Official Chinese air pollution data has previously shown evidence of manipulation when compared with data from US embassies in the same cities. The Chinese government has already taken action against the local officials involved, but now an independent statistical analysis shows the extent of the manipulation.
Jesse Turiel at Harvard University and Robert Kaufmann at Boston University looked at data from official Chinese monitoring stations as well as readings collected by US embassies in five cities: Beijing, Shenyang, Shanghai, Guangzhou and Chengdu. They found that there were regular divergences in the amount of PM2.5, a size of particulate with proven links to lung cancer, asthma and heart disease, recorded by Chinese and US stations.
The researchers looked at data from between 2015 and 2017, at which point the US stopped collecting data. They noticed a statistically unlikely amount of days on which pollution levels were just below the limit imposed by China’s “blue sky” policy, which created an index for each city where results at 100 or above were deemed too high and results 99 or below were acceptable.
“What that encouraged therefore, was any days that were close to 100 you’d just report 99, 98, 97,” says Turiel. “You could see this in the data. There was a very obvious bubble right below 100 and a very low proportion right at 100. People will use creative methods if they can get away with it.”
The divergences were 40 per cent more frequent than would be expected by chance, and 63 per cent of the discrepancies saw the Chinese data lower than the US readings. It was also more common to see misreporting on the days with the worst pollution, which is when the worst associated health effects are found.

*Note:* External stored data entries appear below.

use crate::error::RejectReason;
use ethers::types::{Address, Bytes, H160, H256, U256};
use ethers::utils::keccak256;
use serde::{Deserialize, Serialize};

/// Account index inside the ledger
pub type Idx = u64;
/// Token identifier
pub type TokenId = u32;
/// Batch number
pub type BatchNum = u32;
/// Transaction identifier
pub type TxId = H256;
/// Identifier shared by the members of an atomic group
pub type AtomicGroupId = H256;
/// Compressed public key of an account
pub type PublicKey = H256;

/// `ToIdx` of a transfer whose destination is resolved by address and/or key
pub const IDX_RESOLVE: Idx = 0;
/// `ToIdx` of an exit
pub const IDX_EXIT: Idx = 1;
/// First index assigned to user accounts
pub const IDX_USER_THRESHOLD: Idx = 256;
/// Address under which key-only accounts are registered
pub const KEY_ONLY_ADDRESS: Address = H160([0xff; 20]);

/// Kind of a pool transaction
#[derive(Debug, Clone, Copy, PartialEq, Eq, Serialize, Deserialize)]
pub enum TxKind {
    Exit,
    Transfer,
    TransferToAddress,
    TransferToKey,
}

/// User-signed transaction waiting in the pool
#[derive(Debug, Clone, PartialEq, Serialize, Deserialize)]
pub struct PoolTransaction {
    pub id: TxId,
    pub kind: TxKind,
    pub from_idx: Idx,
    pub to_idx: Idx,
    #[serde(default)]
    pub to_address: Option<Address>,
    #[serde(default)]
    pub to_key: Option<PublicKey>,
    pub token_id: TokenId,
    pub amount: U256,
    /// Fee in token units, debited from the sender
    pub fee: U256,
    /// Fee valued in a common unit, used to rank transactions and groups
    #[serde(default)]
    pub absolute_fee: f64,
    pub nonce: u64,
    #[serde(default)]
    pub atomic_group_id: Option<AtomicGroupId>,
    #[serde(default)]
    pub requested_tx_id: Option<TxId>,
    /// Encoded position of the requested transaction relative to this one
    #[serde(default)]
    pub rq_offset: u8,
    #[serde(default)]
    pub max_valid_batch: Option<BatchNum>,
}

impl PoolTransaction {
    pub fn is_atomic(&self) -> bool {
        self.atomic_group_id.is_some()
    }

    /// Amount plus fee, the total debited from the sender
    pub fn amount_and_fee(&self) -> U256 {
        self.amount.saturating_add(self.fee)
    }

    /// Address the destination account is registered under
    pub fn destination_address(&self) -> Address {
        match self.kind {
            TxKind::TransferToKey => KEY_ONLY_ADDRESS,
            _ => self.to_address.unwrap_or_default(),
        }
    }

    /// Public key of the destination, zero when unknown
    pub fn destination_key(&self) -> PublicKey {
        self.to_key.unwrap_or_default()
    }

    /// Content hash of the destination account
    pub fn destination_hash(&self) -> H256 {
        account_hash(self.destination_address(), self.destination_key(), self.token_id)
    }
}

/// Kind of an on-chain transaction
#[derive(Debug, Clone, Copy, PartialEq, Eq, Serialize, Deserialize)]
pub enum OnChainKind {
    CreateAccountDeposit,
    Deposit,
    ForceTransfer,
    ForceExit,
}

/// Transaction fixed by the chain, or synthesized here to create a missing account
#[derive(Debug, Clone, PartialEq, Serialize, Deserialize)]
pub struct OnChainTransaction {
    pub id: TxId,
    pub kind: OnChainKind,
    /// Slot inside the batch being built
    #[serde(default)]
    pub position: usize,
    /// `false` when the coordinator synthesized the transaction
    pub user_origin: bool,
    #[serde(default)]
    pub from_idx: Idx,
    pub from_address: Address,
    #[serde(default)]
    pub from_key: PublicKey,
    #[serde(default)]
    pub to_idx: Idx,
    pub token_id: TokenId,
    #[serde(default)]
    pub amount: U256,
    #[serde(default)]
    pub deposit_amount: U256,
}

impl OnChainTransaction {
    /// Zero-value account creation synthesized by the coordinator
    pub fn create_account(address: Address, key: PublicKey, token_id: TokenId) -> Self {
        Self {
            id: account_hash(address, key, token_id),
            kind: OnChainKind::CreateAccountDeposit,
            position: 0,
            user_origin: false,
            from_idx: 0,
            from_address: address,
            from_key: key,
            to_idx: 0,
            token_id,
            amount: U256::zero(),
            deposit_amount: U256::zero(),
        }
    }

    /// Content hash of the account this transaction originates from
    pub fn account_hash(&self) -> H256 {
        account_hash(self.from_address, self.from_key, self.token_id)
    }
}

/// Content hash identifying an account by (address, key, token)
pub fn account_hash(address: Address, key: PublicKey, token_id: TokenId) -> H256 {
    let mut data = Vec::with_capacity(32 + 20 + 4);
    data.extend_from_slice(key.as_bytes());
    data.extend_from_slice(address.as_bytes());
    data.extend_from_slice(&token_id.to_be_bytes());
    H256::from_slice(&keccak256(data))
}

/// Account state
#[derive(Debug, Clone, PartialEq, Eq, Serialize, Deserialize)]
pub struct Account {
    pub token_id: TokenId,
    pub address: Address,
    #[serde(default)]
    pub public_key: PublicKey,
    pub balance: U256,
    pub nonce: u64,
}

impl Account {
    /// Hash of the account leaf
    pub fn leaf_hash(&self, idx: Idx) -> H256 {
        let mut data = Vec::new();
        data.extend_from_slice(&idx.to_be_bytes());
        data.extend_from_slice(&self.token_id.to_be_bytes());
        data.extend_from_slice(self.address.as_bytes());
        data.extend_from_slice(self.public_key.as_bytes());

        let mut balance_bytes = [0u8; 32];
        self.balance.to_big_endian(&mut balance_bytes);
        data.extend_from_slice(&balance_bytes);

        data.extend_from_slice(&self.nonce.to_be_bytes());
        H256::from_slice(&keccak256(data))
    }
}

/// Identity the coordinator collects fees with
#[derive(Debug, Clone, Default, PartialEq, Eq, Serialize, Deserialize)]
pub struct CoordinatorAccount {
    pub address: Address,
    pub public_key: PublicKey,
    /// Pre-obtained authorization to create the coordinator's accounts
    pub creation_auth: Bytes,
}

/// Signed permission to create an account on behalf of `address`
#[derive(Debug, Clone, PartialEq, Eq, Serialize, Deserialize)]
pub struct CreationAuthorization {
    pub address: Address,
    pub public_key: PublicKey,
    pub signature: Bytes,
}

/// Pool transaction left out of the batch, with the reason
#[derive(Debug, Clone, PartialEq, Serialize, Deserialize)]
pub struct RejectedTx {
    pub tx: PoolTransaction,
    pub reason: RejectReason,
}

impl RejectedTx {
    pub fn new(tx: PoolTransaction, reason: RejectReason) -> Self {
        Self { tx, reason }
    }
}

/// Membership and application order of the next batch
#[derive(Debug, Clone, Default, PartialEq, Serialize, Deserialize)]
pub struct Selection {
    /// Fee-collecting account indices, deduplicated and ascending
    pub fee_accounts: Vec<Idx>,
    /// Creation authorizations of the synthesized on-chain transactions
    pub auths: Vec<Bytes>,
    /// On-chain transactions fixed by the chain
    pub fixed_on_chain: Vec<OnChainTransaction>,
    /// Account creations synthesized for this batch
    pub synthesized_on_chain: Vec<OnChainTransaction>,
    /// Admitted pool transactions in application order
    pub selected: Vec<PoolTransaction>,
    pub discarded: Vec<RejectedTx>,
}

impl Selection {
    /// Total transactions taking a slot in the batch
    pub fn len(&self) -> usize {
        self.fixed_on_chain.len() + self.synthesized_on_chain.len() + self.selected.len()
    }

    pub fn is_empty(&self) -> bool {
        self.len() == 0
    }

    /// Summary used for logging
    pub fn metadata(&self, batch_num: BatchNum) -> SelectionMetadata {
        SelectionMetadata {
            batch_num,
            selected_count: self.selected.len(),
            discarded_count: self.discarded.len(),
            on_chain_count: self.fixed_on_chain.len() + self.synthesized_on_chain.len(),
            fee_account_count: self.fee_accounts.len(),
            timestamp: chrono::Utc::now().timestamp() as u64,
        }
    }
}

/// Selection summary
#[derive(Debug, Clone, Serialize, Deserialize)]
pub struct SelectionMetadata {
    pub batch_num: BatchNum,
    pub selected_count: usize,
    pub discarded_count: usize,
    pub on_chain_count: usize,
    pub fee_account_count: usize,
    pub timestamp: u64,
}

#[cfg(test)]
mod tests {
    use super::*;

    #[test]
    fn test_account_hash_distinguishes_tokens() {
        let addr = Address::repeat_byte(0x11);
        let key = PublicKey::repeat_byte(0x22);
        assert_ne!(account_hash(addr, key, 0), account_hash(addr, key, 1));
        assert_eq!(account_hash(addr, key, 7), account_hash(addr, key, 7));
    }

    #[test]
    fn test_create_account_is_zero_valued() {
        let tx = OnChainTransaction::create_account(Address::repeat_byte(1), PublicKey::zero(), 33);
        assert_eq!(tx.kind, OnChainKind::CreateAccountDeposit);
        assert!(!tx.user_origin);
        assert!(tx.amount.is_zero());
        assert!(tx.deposit_amount.is_zero());
        assert_eq!(tx.account_hash(), account_hash(Address::repeat_byte(1), PublicKey::zero(), 33));
    }

    #[test]
    fn test_key_only_destination_uses_reserved_address() {
        let tx = PoolTransaction {
            id: TxId::repeat_byte(1),
            kind: TxKind::TransferToKey,
            from_idx: 256,
            to_idx: IDX_RESOLVE,
            to_address: None,
            to_key: Some(PublicKey::repeat_byte(9)),
            token_id: 0,
            amount: U256::from(10),
            fee: U256::from(1),
            absolute_fee: 0.0,
            nonce: 0,
            atomic_group_id: None,
            requested_tx_id: None,
            rq_offset: 0,
            max_valid_batch: None,
        };
        assert_eq!(tx.destination_address(), KEY_ONLY_ADDRESS);
        assert_eq!(tx.amount_and_fee(), U256::from(11));
    }
}
//! Batch Engine Module
//!
//! Builds one batch out of transaction groups: groups are created from the pending pool,
//! ranked, pruned down to the capacity limits and finally flattened into a [`Selection`].

use crate::batch::group::{GroupContext, TransactionGroup};
use crate::config::SelectionConfig;
use crate::error::SelectionError;
use crate::pool::{build_txs_map, AtomicGroups, FailedAtomicGroup};
use crate::state::{AuthorizationSource, StateProcessor};
use crate::types::{CoordinatorAccount, Idx, OnChainTransaction, PoolTransaction, RejectedTx, Selection};
use std::collections::BTreeSet;
use tracing::{debug, info, warn};

/// Batch under construction
///
/// Holds the speculative processor for the whole build: every group validates against the
/// ledger left by the groups created before it.
pub struct Batch<'a, P: StateProcessor, A: AuthorizationSource + ?Sized> {
    processor: &'a mut P,
    auths: &'a A,
    config: SelectionConfig,
    coordinator: CoordinatorAccount,
    groups: Vec<TransactionGroup>,
    fixed: Vec<OnChainTransaction>,
    future: Vec<OnChainTransaction>,
    /// Malformed atomic references and members of evicted groups
    discarded: Vec<RejectedTx>,
}

impl<'a, P: StateProcessor, A: AuthorizationSource + ?Sized> Batch<'a, P, A> {
    /// Creates an empty batch
    ///
    /// # Arguments
    /// * `processor` - Processor owning the speculative ledger, already reverted
    /// * `auths` - Source of account-creation authorizations
    /// * `config` - Capacity limits
    /// * `coordinator` - Identity fees are collected with
    pub fn new(
        processor: &'a mut P,
        auths: &'a A,
        config: SelectionConfig,
        coordinator: CoordinatorAccount,
    ) -> Self {
        Self {
            processor,
            auths,
            config,
            coordinator,
            groups: Vec::new(),
            fixed: Vec::new(),
            future: Vec::new(),
            discarded: Vec::new(),
        }
    }

    /// Applies the fixed on-chain transactions and builds one group per atomic bundle and per
    /// sender
    ///
    /// Atomic groups are built first, then sender groups in ascending sender order. Each
    /// group's synthesized transactions take the positions following the previous group's.
    ///
    /// # Arguments
    /// * `pending` - Pending pool transactions
    /// * `fixed` - On-chain transactions fixed for this batch
    /// * `future` - On-chain transactions fixed for a later batch
    pub fn create_groups(
        &mut self,
        pending: Vec<PoolTransaction>,
        fixed: Vec<OnChainTransaction>,
        future: Vec<OnChainTransaction>,
    ) -> Result<(), SelectionError> {
        // Step 1: Fixed on-chain transactions come first in the batch
        for tx in &fixed {
            self.processor.apply_on_chain(tx)?;
        }
        self.fixed = fixed;
        self.future = future;
        self.groups.clear();

        // Step 2: Split the pool into bundles
        let AtomicGroups {
            atomic,
            by_sender,
            discarded,
        } = build_txs_map(pending);
        self.discarded.extend(discarded);

        let bundles = atomic
            .into_values()
            .map(|members| (true, members))
            .chain(by_sender.into_values().map(|members| (false, members)));

        // Step 3: Validate each bundle against the ledger left by the previous ones
        let ctx = GroupContext {
            auths: self.auths,
            coordinator: &self.coordinator,
            fixed: &self.fixed,
            future: &self.future,
        };
        let mut position = self.fixed.len();
        for (atomic, members) in bundles {
            let group = TransactionGroup::new(atomic, members, &mut *self.processor, &ctx, position)?;
            position += group.l1_len();
            debug!(
                atomic,
                txs = group.l2_len(),
                l1_txs = group.l1_len(),
                fee_average = group.fee_average(),
                "Transaction group created"
            );
            self.groups.push(group);
        }

        Ok(())
    }

    /// Ranks the groups: atomic first, then by descending fee average
    ///
    /// The sort is stable, groups with equal rank keep their creation order.
    pub fn sort(&mut self) {
        self.groups.sort_by(|a, b| {
            b.is_atomic()
                .cmp(&a.is_atomic())
                .then_with(|| b.fee_average().total_cmp(&a.fee_average()))
        });
    }

    /// Shrinks the batch until it fits the capacity limits
    ///
    /// 1. Lowest-ranked groups first, each non-atomic group is truncated to its most
    ///    profitable prefix.
    /// 2. While still too long, the excess is popped from the last group; a group that cannot
    ///    shed the excess partially is evicted.
    /// 3. While the on-chain part exceeds its own limit, the last group with synthesized
    ///    transactions is evicted.
    pub fn prune(&mut self) -> Result<(), SelectionError> {
        self.sort();

        let ctx = GroupContext {
            auths: self.auths,
            coordinator: &self.coordinator,
            fixed: &self.fixed,
            future: &self.future,
        };
        let max_tx = self.config.max_tx;

        // Step 1: Profitable prefixes
        let mut next = self.groups.len();
        while length(&self.fixed, &self.groups) > max_tx && next > 0 {
            next -= 1;
            if self.groups[next].prune() {
                self.groups[next].create_l1_txs(&mut *self.processor, &ctx)?;
            }
        }

        // Step 2: Pop from the tail
        while length(&self.fixed, &self.groups) > max_tx {
            let excess = length(&self.fixed, &self.groups) - max_tx;
            let Some(last) = self.groups.last_mut() else {
                warn!(fixed = self.fixed.len(), max_tx, "Fixed on-chain txs exceed the batch");
                return Err(SelectionError::InvalidGroup);
            };

            if last.pop_tx(excess) {
                if let Some(evicted) = self.groups.pop() {
                    debug!(txs = evicted.discarded().len(), "Evicted transaction group");
                    self.discarded.extend(evicted.into_discarded());
                }
            } else {
                last.create_l1_txs(&mut *self.processor, &ctx)?;
            }
        }

        // Step 3: On-chain limit
        while l1_length(&self.fixed, &self.groups) > self.config.max_l1_tx {
            let Some(pos) = self.groups.iter().rposition(|group| group.l1_len() > 0) else {
                break;
            };
            let mut evicted = self.groups.remove(pos);
            evicted.pop_all_txs();
            debug!(txs = evicted.discarded().len(), "Evicted group over the on-chain limit");
            self.discarded.extend(evicted.into_discarded());
        }

        Ok(())
    }

    /// Flattens the batch into its selection
    ///
    /// Synthesized on-chain transactions are renumbered to follow the fixed ones densely. At
    /// most `max_fee_tx` fee-collecting accounts are reported, ascending.
    pub fn get_selection(&self) -> Selection {
        let mut fee_accounts: BTreeSet<Idx> = BTreeSet::new();
        let mut auths = Vec::new();
        let mut synthesized_on_chain = Vec::new();
        let mut selected = Vec::new();
        let mut discarded = self.discarded.clone();

        for group in &self.groups {
            for idx in group.fee_accounts().values() {
                if fee_accounts.len() >= self.config.max_fee_tx {
                    break;
                }
                fee_accounts.insert(*idx);
            }

            for (tx, auth) in group.on_chain_txs().zip(group.auths()) {
                let mut tx = tx.clone();
                tx.position = self.fixed.len() + synthesized_on_chain.len();
                synthesized_on_chain.push(tx);
                auths.push(auth.clone());
            }

            selected.extend(group.members().iter().cloned());
            discarded.extend(group.discarded().iter().cloned());
        }

        info!(
            selected = selected.len(),
            fixed = self.fixed.len(),
            synthesized = synthesized_on_chain.len(),
            discarded = discarded.len(),
            "Batch selection ready"
        );

        Selection {
            fee_accounts: fee_accounts.into_iter().collect(),
            auths,
            fixed_on_chain: self.fixed.clone(),
            synthesized_on_chain,
            selected,
            discarded,
        }
    }

    /// First atomic group that failed validation, with every member it discarded
    pub fn failed_atomic_group(&self) -> Option<(FailedAtomicGroup, Vec<RejectedTx>)> {
        self.groups.iter().find_map(|group| {
            group
                .failure()
                .map(|failure| (failure.clone(), group.discarded().to_vec()))
        })
    }

    /// Transactions in the batch: fixed on-chain plus every group's
    pub fn len(&self) -> usize {
        length(&self.fixed, &self.groups)
    }

    pub fn is_empty(&self) -> bool {
        self.len() == 0
    }

    pub fn l1_len(&self) -> usize {
        l1_length(&self.fixed, &self.groups)
    }

    /// Lowest-ranked group
    pub fn last(&self) -> Option<&TransactionGroup> {
        self.groups.last()
    }

    /// Groups in their current order
    pub fn groups(&self) -> &[TransactionGroup] {
        &self.groups
    }
}

fn length(fixed: &[OnChainTransaction], groups: &[TransactionGroup]) -> usize {
    fixed.len() + groups.iter().map(TransactionGroup::len).sum::<usize>()
}

fn l1_length(fixed: &[OnChainTransaction], groups: &[TransactionGroup]) -> usize {
    fixed.len() + groups.iter().map(TransactionGroup::l1_len).sum::<usize>()
}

Although these data discrepancies have been noted before, the pair’s work is the first time a robust statistical analysis has ruled out the possibility of it happening by chance.
The Chinese environment ministry announced in 2017 that 1140 officials were “held to account” for violating pollution rules after inspections the prior year. In early 2018 it said that it had caught officials from seven cities manipulating data.
Turiel doesn’t know whether crackdowns have stopped the problem, and US embassy data is no longer available to check. There is, however, evidence to suggest that air quality in Chinese cities improved during the period of the study. The US data shows that annual concentrations of PM2.5 fell by more than 25 per cent between 2013 and 2017.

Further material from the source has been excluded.